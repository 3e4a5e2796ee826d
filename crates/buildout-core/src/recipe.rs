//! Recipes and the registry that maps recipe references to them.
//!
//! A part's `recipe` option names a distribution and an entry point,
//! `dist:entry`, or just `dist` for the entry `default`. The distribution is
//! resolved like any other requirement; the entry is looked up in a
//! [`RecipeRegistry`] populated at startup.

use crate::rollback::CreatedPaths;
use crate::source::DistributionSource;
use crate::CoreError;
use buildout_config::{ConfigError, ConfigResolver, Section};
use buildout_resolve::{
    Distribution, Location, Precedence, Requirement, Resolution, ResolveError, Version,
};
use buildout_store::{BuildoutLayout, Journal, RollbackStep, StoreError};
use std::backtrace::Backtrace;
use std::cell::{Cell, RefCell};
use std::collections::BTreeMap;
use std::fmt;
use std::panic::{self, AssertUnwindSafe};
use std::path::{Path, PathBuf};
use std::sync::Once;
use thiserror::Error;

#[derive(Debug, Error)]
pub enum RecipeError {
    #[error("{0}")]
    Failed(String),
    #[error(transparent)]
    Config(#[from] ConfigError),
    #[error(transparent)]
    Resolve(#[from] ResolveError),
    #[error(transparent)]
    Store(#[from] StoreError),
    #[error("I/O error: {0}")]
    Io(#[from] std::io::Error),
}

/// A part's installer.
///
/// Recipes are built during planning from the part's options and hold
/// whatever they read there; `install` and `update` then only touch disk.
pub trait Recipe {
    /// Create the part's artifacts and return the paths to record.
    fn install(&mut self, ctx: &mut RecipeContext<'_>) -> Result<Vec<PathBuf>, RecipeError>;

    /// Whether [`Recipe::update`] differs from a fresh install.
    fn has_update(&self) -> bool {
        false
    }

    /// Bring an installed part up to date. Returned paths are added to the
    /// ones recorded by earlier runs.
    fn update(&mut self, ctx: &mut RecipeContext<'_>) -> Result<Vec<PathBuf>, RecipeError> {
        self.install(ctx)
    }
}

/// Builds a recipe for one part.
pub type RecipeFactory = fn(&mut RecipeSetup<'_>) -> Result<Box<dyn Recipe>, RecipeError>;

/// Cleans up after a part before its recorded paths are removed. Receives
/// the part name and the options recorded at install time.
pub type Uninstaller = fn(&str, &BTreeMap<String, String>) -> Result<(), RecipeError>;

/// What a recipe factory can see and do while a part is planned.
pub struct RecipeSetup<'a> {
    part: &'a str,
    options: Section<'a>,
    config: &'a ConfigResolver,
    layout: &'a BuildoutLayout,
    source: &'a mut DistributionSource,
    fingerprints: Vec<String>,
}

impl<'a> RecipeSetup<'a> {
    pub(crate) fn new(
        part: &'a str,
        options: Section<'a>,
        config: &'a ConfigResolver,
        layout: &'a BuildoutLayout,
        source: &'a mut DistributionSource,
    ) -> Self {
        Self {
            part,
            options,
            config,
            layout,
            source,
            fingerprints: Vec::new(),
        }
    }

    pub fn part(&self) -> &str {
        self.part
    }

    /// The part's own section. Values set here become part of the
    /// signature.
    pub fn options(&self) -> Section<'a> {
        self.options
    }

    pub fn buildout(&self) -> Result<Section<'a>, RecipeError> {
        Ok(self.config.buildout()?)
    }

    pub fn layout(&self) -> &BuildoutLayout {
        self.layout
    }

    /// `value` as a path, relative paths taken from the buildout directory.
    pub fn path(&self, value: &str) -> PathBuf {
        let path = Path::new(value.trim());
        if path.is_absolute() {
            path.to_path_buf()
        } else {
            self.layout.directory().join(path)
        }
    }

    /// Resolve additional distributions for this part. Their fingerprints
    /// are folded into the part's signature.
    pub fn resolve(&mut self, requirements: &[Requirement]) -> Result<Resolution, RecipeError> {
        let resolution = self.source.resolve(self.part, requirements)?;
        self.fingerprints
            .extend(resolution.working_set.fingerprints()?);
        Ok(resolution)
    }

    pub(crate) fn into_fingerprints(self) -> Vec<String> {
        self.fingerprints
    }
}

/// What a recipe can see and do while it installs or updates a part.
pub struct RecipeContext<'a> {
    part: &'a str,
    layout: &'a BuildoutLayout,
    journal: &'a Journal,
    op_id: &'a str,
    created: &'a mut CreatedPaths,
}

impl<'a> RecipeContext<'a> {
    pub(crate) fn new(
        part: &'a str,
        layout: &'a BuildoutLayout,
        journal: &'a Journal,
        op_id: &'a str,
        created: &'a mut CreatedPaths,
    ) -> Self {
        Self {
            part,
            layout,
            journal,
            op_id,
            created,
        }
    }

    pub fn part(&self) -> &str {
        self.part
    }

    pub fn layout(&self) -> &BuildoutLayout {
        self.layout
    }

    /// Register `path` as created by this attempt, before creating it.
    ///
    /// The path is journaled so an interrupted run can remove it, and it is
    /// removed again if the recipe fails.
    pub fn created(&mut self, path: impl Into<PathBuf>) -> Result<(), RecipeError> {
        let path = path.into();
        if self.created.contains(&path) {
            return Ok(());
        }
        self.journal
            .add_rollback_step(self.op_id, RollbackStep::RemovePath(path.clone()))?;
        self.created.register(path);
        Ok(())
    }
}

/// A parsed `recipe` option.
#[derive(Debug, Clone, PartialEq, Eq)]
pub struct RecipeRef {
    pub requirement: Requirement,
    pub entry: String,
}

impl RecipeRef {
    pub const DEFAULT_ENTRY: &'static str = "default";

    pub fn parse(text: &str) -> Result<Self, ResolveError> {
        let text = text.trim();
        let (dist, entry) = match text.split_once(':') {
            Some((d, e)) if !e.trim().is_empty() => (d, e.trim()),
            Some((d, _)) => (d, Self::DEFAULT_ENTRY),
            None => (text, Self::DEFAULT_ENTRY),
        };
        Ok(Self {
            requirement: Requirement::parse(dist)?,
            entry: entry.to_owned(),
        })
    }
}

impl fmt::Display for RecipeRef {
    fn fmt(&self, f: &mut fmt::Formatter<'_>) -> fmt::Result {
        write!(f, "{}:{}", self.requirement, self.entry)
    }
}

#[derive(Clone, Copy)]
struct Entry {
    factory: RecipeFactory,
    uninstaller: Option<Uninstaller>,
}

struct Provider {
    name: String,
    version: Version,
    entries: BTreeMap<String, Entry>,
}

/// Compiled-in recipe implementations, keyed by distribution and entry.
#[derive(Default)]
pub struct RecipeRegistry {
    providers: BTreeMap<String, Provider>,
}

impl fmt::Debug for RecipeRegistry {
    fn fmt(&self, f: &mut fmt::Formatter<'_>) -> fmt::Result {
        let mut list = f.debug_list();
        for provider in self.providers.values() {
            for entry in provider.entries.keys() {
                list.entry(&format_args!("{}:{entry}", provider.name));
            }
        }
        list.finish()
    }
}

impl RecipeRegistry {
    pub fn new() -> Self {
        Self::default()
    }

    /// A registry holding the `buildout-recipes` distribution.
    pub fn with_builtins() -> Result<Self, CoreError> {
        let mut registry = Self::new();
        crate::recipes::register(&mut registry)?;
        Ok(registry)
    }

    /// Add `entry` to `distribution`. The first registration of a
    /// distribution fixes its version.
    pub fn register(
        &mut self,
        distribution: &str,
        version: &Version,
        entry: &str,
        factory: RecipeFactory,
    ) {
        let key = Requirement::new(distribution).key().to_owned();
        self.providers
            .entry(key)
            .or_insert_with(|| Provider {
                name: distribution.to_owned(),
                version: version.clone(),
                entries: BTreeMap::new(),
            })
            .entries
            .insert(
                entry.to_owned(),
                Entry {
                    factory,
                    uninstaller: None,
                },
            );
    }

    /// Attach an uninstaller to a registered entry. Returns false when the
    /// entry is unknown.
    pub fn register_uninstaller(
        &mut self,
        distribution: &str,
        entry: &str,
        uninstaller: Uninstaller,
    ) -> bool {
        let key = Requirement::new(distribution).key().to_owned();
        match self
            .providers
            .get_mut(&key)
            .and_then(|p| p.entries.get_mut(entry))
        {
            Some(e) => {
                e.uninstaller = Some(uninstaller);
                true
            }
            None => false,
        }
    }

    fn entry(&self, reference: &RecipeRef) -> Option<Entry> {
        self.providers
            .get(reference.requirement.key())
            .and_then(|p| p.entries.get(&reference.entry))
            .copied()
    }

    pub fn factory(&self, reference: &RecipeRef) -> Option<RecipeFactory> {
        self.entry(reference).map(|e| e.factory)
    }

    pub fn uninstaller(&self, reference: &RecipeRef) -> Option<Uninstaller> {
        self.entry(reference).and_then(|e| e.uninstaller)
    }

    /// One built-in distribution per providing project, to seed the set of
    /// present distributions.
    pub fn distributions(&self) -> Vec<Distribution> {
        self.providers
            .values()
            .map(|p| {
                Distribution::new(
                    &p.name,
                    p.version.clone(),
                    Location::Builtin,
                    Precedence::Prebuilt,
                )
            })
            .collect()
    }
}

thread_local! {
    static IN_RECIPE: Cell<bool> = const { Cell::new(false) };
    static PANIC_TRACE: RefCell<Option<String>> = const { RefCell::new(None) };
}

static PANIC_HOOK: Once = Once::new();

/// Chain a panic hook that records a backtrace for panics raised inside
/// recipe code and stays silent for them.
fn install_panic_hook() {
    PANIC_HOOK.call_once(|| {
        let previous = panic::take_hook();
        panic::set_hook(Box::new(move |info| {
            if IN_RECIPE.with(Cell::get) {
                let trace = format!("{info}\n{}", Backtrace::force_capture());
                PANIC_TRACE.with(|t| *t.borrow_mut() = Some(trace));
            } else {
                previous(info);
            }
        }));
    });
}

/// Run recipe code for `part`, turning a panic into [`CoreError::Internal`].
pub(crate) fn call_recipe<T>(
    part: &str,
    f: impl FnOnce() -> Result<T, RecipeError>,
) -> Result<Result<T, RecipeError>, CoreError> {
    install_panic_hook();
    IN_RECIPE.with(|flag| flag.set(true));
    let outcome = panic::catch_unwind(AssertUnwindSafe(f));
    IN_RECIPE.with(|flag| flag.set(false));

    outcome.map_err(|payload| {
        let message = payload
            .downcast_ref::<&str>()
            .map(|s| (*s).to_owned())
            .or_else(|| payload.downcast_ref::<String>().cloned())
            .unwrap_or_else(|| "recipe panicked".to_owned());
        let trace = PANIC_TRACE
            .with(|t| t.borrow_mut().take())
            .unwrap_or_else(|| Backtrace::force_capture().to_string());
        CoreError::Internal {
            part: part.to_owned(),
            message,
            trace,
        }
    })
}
################
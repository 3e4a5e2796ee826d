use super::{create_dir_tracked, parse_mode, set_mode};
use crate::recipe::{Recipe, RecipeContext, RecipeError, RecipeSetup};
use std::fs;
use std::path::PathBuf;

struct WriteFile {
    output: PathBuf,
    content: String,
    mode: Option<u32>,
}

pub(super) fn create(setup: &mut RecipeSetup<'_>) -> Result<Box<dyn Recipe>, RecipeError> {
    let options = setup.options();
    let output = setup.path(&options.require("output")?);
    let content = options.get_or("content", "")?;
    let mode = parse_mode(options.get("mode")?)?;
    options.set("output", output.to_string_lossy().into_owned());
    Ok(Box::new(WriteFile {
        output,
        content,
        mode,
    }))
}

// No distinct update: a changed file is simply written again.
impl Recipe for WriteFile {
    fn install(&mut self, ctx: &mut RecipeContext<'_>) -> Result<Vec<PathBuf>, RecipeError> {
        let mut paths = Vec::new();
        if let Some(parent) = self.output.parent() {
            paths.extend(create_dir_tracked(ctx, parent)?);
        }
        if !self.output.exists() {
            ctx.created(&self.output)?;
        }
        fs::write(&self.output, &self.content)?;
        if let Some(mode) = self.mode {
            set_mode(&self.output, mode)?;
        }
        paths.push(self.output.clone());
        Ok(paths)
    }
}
################
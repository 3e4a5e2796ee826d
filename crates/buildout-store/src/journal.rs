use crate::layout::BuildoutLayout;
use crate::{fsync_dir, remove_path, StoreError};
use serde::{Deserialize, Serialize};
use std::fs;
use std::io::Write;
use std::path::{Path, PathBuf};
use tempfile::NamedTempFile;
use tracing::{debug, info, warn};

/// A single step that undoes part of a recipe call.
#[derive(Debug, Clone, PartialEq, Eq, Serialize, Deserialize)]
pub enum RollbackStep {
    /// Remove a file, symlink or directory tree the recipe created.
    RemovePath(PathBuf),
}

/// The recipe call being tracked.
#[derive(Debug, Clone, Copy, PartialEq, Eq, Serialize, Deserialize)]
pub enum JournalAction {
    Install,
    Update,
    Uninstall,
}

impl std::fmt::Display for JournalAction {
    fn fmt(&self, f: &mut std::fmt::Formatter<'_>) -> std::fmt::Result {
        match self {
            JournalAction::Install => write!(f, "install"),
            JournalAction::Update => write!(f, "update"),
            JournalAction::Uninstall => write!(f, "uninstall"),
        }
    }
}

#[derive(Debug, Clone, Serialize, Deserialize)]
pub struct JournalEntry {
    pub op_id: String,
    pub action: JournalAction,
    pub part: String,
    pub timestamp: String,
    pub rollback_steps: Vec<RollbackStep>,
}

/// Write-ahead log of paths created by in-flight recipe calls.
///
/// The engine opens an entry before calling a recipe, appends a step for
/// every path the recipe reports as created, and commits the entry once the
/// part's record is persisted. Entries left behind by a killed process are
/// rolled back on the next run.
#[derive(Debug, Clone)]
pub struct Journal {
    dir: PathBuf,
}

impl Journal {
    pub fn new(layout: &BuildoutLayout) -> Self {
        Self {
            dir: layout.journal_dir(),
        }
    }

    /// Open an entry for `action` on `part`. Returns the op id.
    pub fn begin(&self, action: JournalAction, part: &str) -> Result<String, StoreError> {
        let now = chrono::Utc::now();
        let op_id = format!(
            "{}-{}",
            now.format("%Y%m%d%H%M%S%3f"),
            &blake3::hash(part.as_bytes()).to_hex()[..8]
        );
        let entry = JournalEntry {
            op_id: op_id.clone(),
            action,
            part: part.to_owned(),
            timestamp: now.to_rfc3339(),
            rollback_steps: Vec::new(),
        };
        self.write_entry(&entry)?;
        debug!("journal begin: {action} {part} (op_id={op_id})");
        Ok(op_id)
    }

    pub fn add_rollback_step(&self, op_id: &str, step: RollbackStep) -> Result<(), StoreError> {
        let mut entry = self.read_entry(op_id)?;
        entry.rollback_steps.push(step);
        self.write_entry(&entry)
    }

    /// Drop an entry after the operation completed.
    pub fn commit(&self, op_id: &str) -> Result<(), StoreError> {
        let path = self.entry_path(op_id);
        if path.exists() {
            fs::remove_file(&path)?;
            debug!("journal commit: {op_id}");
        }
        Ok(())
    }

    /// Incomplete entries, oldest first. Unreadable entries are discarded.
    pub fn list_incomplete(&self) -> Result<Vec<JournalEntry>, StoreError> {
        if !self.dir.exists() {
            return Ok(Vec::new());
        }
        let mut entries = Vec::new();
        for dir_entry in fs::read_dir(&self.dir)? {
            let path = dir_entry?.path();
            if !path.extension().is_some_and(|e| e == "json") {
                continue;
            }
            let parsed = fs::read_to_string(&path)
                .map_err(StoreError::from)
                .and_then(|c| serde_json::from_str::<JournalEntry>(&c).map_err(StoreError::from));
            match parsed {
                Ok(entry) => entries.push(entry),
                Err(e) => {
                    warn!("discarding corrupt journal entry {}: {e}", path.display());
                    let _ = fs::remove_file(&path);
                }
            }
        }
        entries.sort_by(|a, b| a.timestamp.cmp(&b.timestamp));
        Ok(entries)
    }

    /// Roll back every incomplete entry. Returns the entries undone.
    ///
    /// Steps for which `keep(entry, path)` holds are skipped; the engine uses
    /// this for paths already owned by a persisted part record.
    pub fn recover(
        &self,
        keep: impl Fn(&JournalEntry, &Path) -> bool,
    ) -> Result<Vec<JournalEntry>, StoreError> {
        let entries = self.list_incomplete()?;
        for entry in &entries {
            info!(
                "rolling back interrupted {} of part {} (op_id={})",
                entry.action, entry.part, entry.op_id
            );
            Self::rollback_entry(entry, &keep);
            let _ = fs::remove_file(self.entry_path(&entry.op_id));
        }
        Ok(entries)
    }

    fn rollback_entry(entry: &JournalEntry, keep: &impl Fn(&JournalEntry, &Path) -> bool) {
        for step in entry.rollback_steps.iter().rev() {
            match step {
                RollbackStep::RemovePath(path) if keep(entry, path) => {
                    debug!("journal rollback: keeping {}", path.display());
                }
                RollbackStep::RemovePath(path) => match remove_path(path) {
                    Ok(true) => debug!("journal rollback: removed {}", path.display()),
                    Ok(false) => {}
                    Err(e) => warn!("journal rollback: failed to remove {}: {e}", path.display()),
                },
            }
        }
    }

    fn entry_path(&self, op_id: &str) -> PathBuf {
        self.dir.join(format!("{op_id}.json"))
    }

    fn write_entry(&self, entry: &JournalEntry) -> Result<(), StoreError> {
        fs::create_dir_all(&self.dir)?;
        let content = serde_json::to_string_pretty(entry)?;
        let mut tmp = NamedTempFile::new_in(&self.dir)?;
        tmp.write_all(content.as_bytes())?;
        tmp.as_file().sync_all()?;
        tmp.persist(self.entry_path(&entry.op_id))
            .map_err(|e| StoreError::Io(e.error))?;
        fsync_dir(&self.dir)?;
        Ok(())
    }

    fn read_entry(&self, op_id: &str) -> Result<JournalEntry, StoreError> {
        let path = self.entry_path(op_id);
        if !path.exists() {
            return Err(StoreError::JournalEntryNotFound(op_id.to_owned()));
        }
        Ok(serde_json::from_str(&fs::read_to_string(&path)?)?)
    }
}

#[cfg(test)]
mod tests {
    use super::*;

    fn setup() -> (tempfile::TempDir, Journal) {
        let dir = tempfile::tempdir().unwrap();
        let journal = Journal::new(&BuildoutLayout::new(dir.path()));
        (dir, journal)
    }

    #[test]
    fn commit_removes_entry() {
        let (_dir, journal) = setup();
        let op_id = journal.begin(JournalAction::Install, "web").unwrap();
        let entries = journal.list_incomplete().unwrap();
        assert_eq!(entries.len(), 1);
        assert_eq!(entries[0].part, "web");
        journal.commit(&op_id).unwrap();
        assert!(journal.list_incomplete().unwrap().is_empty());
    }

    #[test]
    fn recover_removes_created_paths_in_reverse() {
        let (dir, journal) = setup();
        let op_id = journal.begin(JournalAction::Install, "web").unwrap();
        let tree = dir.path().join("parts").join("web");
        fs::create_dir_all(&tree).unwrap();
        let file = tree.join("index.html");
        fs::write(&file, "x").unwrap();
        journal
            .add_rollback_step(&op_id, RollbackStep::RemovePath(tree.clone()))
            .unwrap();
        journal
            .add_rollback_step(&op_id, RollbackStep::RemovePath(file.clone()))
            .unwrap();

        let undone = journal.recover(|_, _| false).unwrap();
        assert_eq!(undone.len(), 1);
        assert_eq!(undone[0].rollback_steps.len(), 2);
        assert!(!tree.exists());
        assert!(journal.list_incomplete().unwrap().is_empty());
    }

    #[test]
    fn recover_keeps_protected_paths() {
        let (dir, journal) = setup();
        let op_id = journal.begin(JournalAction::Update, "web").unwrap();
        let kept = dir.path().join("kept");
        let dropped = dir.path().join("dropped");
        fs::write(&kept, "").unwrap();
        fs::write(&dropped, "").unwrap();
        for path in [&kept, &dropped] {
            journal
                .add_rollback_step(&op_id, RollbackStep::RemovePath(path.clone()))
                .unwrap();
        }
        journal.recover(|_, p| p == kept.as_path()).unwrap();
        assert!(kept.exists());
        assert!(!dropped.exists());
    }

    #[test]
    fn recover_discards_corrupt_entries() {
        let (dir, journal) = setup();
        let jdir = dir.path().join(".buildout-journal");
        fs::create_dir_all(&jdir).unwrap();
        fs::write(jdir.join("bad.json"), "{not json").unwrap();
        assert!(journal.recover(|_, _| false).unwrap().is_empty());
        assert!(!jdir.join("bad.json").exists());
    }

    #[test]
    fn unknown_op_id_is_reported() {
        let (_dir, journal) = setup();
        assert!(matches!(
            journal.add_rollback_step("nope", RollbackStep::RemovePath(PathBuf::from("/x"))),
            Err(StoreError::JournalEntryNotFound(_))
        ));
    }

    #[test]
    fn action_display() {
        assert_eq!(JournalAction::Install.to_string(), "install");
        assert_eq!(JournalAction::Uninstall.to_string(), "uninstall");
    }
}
################
- ACTIVITY -
If a line in the records contains the string "signature", copy it out.

- RESULT OF THIS EXERCISE -
    /// signature.
    /// are folded into the part's signature.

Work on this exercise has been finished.